Rylie woke up to find
Abel missing and the crescent moon high overhead, still hours away from sunrise. Pushing back her blankets, she waded ankle-deep into the surf to peer around the side of the rocks. Someone was sitting on the beach, but it was too dark to make out their features.

“Abel?” she whispered. He didn’t respond.

When she reached his side, she realized that it was Trick stretched out on his back. He pillowed his head on his arms to watch the moon. He smiled when he saw her.

“Trouble sleeping?”

She sat next to him. “A little bit.”

“Dreaming of the mountain?”

“Actually, no. I think…” She took a deep breath. “It sounds silly, but I think my wolf is happy I’m here. So I don’t
need
the dreams anymore.”

“Same here,” Trick said, scratching his chin through the mess of his beard. “I can still feel it calling, though.”

She felt the same, but it was too creepy to admit aloud. “Did you see where Abel went?”

“Nah. He wandered off, but I avoided him. I don’t need another black eye.”

“I tried to bite your arm off. Why aren’t you avoiding me?”

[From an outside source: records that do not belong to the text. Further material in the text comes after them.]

//! NDOP check file conversions
//!
//! Outbound files are headerless two-column CSV, one NHS number per row.
//! Inbound files list only the NHS numbers that have NOT opted out; the
//! consent answer for the whole batch is a set difference against the
//! numbers originally sent.

use crate::adapters::fhir::models::{nhs_number, Bundle};
use crate::core::ndop::models::{
    NdopBundleCsv, NdopMeshEnrichedRecord, NdopMeshRecordRequest, NdopMeshRecordResponse,
};
use crate::domain::{BridgeError, Result};
use serde::Serialize;
use std::collections::HashSet;

/// Convert a page of hub patients into an outbound check file.
///
/// Patients without an NHS number cannot be checked and are skipped; they
/// are also left out of the remembered batch so no answer is fabricated
/// for them.
pub fn bundle_to_csv(bundle: &Bundle) -> Result<NdopBundleCsv> {
    let mut writer = csv::WriterBuilder::new()
        .has_headers(false)
        .from_writer(Vec::new());
    let mut nhs_numbers = Vec::new();

    for entry in &bundle.entry {
        let Some(resource) = entry.resource.as_ref() else {
            continue;
        };

        let Some(number) = nhs_number(resource) else {
            tracing::warn!(
                patient_id = resource.get("id").and_then(serde_json::Value::as_str),
                "Patient has no NHS number, skipping opt-out check"
            );
            continue;
        };

        writer
            .serialize(NdopMeshRecordRequest {
                nhs_number: number.clone(),
                blank: String::new(),
            })
            .map_err(|e| BridgeError::Conversion(e.to_string()))?;
        nhs_numbers.push(number);
    }

    let bytes = writer
        .into_inner()
        .map_err(|e| BridgeError::Conversion(e.to_string()))?;
    let csv = String::from_utf8(bytes).map_err(|e| BridgeError::Conversion(e.to_string()))?;

    Ok(NdopBundleCsv { csv, nhs_numbers })
}

/// Enrich an inbound response into one consent answer per batch member.
///
/// Every NHS number originally sent gets exactly one answer: opted out
/// unless the response lists it. A non-empty response that parses to zero
/// rows is a conversion failure.
pub fn csv_to_consents(source: &str, sent_nhs_numbers: &[String]) -> Result<String> {
    let mut reader = csv::ReaderBuilder::new()
        .has_headers(false)
        .flexible(true)
        .from_reader(source.as_bytes());

    let opted_in: Vec<NdopMeshRecordResponse> = reader
        .deserialize()
        .collect::<std::result::Result<_, _>>()
        .map_err(|e| BridgeError::Conversion(e.to_string()))?;

    if opted_in.is_empty() {
        return Err(BridgeError::Conversion(
            "check response file contains no records".to_string(),
        ));
    }

    let opted_in: HashSet<String> = opted_in.into_iter().map(|r| r.nhs_number).collect();

    let consents: Vec<NdopMeshEnrichedRecord> = sent_nhs_numbers
        .iter()
        .map(|number| NdopMeshEnrichedRecord {
            nhs_number: number.clone(),
            opted_out: !opted_in.contains(number),
        })
        .collect();

    #[derive(Serialize)]
    struct Consents {
        consents: Vec<NdopMeshEnrichedRecord>,
    }

    Ok(serde_json::to_string(&Consents { consents })?)
}

#[cfg(test)]
mod tests {
    use super::*;

    fn patient(id: &str, number: Option<&str>) -> serde_json::Value {
        let mut resource = serde_json::json!({ "resourceType": "Patient", "id": id });
        if let Some(number) = number {
            resource["identifier"] = serde_json::json!([
                { "system": "https://fhir.nhs.uk/Id/nhs-number", "value": number }
            ]);
        }
        resource
    }

    fn bundle_of(patients: Vec<serde_json::Value>) -> Bundle {
        serde_json::from_value(serde_json::json!({
            "resourceType": "Bundle",
            "type": "searchset",
            "entry": patients.into_iter()
                .map(|p| serde_json::json!({ "resource": p }))
                .collect::<Vec<_>>()
        }))
        .unwrap()
    }

    #[test]
    fn test_bundle_to_csv_is_headerless_with_blank_column() {
        let bundle = bundle_of(vec![
            patient("p1", Some("9434765919")),
            patient("p2", Some("9434765870")),
        ]);

        let result = bundle_to_csv(&bundle).unwrap();

        assert_eq!(result.csv, "9434765919,\n9434765870,\n");
        assert_eq!(result.nhs_numbers, vec!["9434765919", "9434765870"]);
    }

    #[test]
    fn test_bundle_to_csv_skips_patients_without_nhs_number() {
        let bundle = bundle_of(vec![
            patient("p1", None),
            patient("p2", Some("9434765870")),
        ]);

        let result = bundle_to_csv(&bundle).unwrap();

        assert_eq!(result.csv, "9434765870,\n");
        assert_eq!(result.nhs_numbers, vec!["9434765870"]);
    }

    #[test]
    fn test_bundle_to_csv_empty_bundle_yields_empty_file() {
        let result = bundle_to_csv(&bundle_of(Vec::new())).unwrap();

        assert!(result.csv.is_empty());
        assert!(result.nhs_numbers.is_empty());
    }

    #[test]
    fn test_csv_to_consents_is_a_set_difference() {
        let sent = vec![
            "1111111111".to_string(),
            "2222222222".to_string(),
            "3333333333".to_string(),
        ];

        let json = csv_to_consents("1111111111,\n3333333333,\n", &sent).unwrap();
        let value: serde_json::Value = serde_json::from_str(&json).unwrap();

        let consents = value["consents"].as_array().unwrap();
        assert_eq!(consents.len(), 3);
        assert_eq!(consents[0]["nhs_number"], "1111111111");
        assert_eq!(consents[0]["opted_out"], false);
        assert_eq!(consents[1]["nhs_number"], "2222222222");
        assert_eq!(consents[1]["opted_out"], true);
        assert_eq!(consents[2]["opted_out"], false);
    }

    #[test]
    fn test_csv_to_consents_handles_rows_without_blank_column() {
        let sent = vec!["1111111111".to_string()];

        let json = csv_to_consents("1111111111\n", &sent).unwrap();
        let value: serde_json::Value = serde_json::from_str(&json).unwrap();

        assert_eq!(value["consents"][0]["opted_out"], false);
    }

    #[test]
    fn test_csv_to_consents_zero_rows_is_a_failure() {
        let result = csv_to_consents("", &["1111111111".to_string()]);
        assert!(matches!(result, Err(BridgeError::Conversion(_))));
    }
}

He winked. “You’re much cuter than he is.”

Rylie rolled her eyes.

“Where’s everyone else? Toshiko and the new guys?”

“They’re all sleeping in the caves. Another two wandered in after you went to bed. Hope you don’t mind.”

Rylie could already hear Abel’s reaction.
Dumpster kittens
. She tried not to smile.

“Well, I don’t care. We’ll just have to get more blankets tomorrow. There’s tons of them back at camp. Do you know any of the people who came in this afternoon?”

“No. They’re all perfect strangers to me. And I wouldn’t mind if it stayed that way, to be frank,” Trick said. “I’d like to never see any of your smiling faces again, once the mystic hootenanny is over.”

“Okay. Fine. I was only trying to make conversation.”

Rylie started to stand, but he flicked sand at her. “Don’t make me sit out here on my own. Sit back down. Tell me how you can change into a werewolf in the middle of the day. Bet that’s wicked good craic.”